Input records: Begin
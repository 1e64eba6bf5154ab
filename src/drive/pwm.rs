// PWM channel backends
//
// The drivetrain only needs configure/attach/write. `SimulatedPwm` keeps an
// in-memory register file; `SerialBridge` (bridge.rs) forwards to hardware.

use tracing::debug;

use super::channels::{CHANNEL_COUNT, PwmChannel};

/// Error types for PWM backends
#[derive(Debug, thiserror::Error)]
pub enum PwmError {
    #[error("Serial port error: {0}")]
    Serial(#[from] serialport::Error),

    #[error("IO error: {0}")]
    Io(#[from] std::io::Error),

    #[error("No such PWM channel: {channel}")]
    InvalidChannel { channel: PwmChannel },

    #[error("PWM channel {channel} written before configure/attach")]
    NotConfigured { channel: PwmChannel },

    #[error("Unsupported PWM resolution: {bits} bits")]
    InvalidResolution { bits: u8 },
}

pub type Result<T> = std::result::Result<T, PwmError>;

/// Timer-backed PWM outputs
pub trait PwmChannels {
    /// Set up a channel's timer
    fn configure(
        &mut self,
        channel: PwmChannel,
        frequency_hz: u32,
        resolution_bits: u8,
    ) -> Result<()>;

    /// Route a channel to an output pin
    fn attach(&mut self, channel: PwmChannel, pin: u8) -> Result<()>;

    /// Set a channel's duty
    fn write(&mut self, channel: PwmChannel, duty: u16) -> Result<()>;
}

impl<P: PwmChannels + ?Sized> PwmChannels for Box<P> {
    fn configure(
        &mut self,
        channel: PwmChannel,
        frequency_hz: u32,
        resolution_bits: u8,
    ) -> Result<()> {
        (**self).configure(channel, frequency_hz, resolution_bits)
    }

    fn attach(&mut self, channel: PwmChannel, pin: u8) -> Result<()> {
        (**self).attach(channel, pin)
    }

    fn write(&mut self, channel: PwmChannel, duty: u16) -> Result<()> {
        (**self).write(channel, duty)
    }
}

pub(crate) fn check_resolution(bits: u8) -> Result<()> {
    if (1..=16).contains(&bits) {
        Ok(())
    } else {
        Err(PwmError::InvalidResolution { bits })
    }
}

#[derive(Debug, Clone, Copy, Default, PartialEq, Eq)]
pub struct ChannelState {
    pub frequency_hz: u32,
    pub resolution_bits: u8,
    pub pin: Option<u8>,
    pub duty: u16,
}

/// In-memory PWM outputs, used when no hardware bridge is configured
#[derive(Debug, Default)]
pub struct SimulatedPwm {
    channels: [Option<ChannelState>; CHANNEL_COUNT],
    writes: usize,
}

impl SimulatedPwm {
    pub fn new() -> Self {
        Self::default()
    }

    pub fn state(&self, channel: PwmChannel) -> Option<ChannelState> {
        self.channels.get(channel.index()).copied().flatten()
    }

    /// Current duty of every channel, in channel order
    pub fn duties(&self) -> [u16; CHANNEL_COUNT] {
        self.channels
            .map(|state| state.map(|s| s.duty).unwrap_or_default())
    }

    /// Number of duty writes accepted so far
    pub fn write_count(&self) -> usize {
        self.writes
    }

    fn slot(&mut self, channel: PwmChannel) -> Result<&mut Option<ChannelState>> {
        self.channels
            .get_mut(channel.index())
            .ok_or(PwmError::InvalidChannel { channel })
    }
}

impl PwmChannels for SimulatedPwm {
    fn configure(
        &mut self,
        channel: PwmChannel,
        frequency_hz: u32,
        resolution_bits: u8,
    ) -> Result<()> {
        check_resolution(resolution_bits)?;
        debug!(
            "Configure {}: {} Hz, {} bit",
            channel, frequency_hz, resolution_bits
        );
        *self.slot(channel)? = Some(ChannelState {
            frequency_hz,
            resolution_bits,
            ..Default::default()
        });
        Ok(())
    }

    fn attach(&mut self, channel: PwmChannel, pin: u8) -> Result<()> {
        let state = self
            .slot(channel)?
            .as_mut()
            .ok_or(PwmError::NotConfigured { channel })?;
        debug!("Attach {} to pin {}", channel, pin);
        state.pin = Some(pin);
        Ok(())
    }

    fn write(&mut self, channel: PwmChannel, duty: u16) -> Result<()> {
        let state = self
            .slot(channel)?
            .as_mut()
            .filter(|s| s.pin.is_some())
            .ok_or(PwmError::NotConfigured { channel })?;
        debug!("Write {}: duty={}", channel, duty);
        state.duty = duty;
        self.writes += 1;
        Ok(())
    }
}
Input records: End
What to work on
Would you please copy every line in the data that contains the word "SimulatedPwm"?

Expected answer
// The drivetrain only needs configure/attach/write. `SimulatedPwm` keeps an
pub struct SimulatedPwm {
impl SimulatedPwm {
impl PwmChannels for SimulatedPwm {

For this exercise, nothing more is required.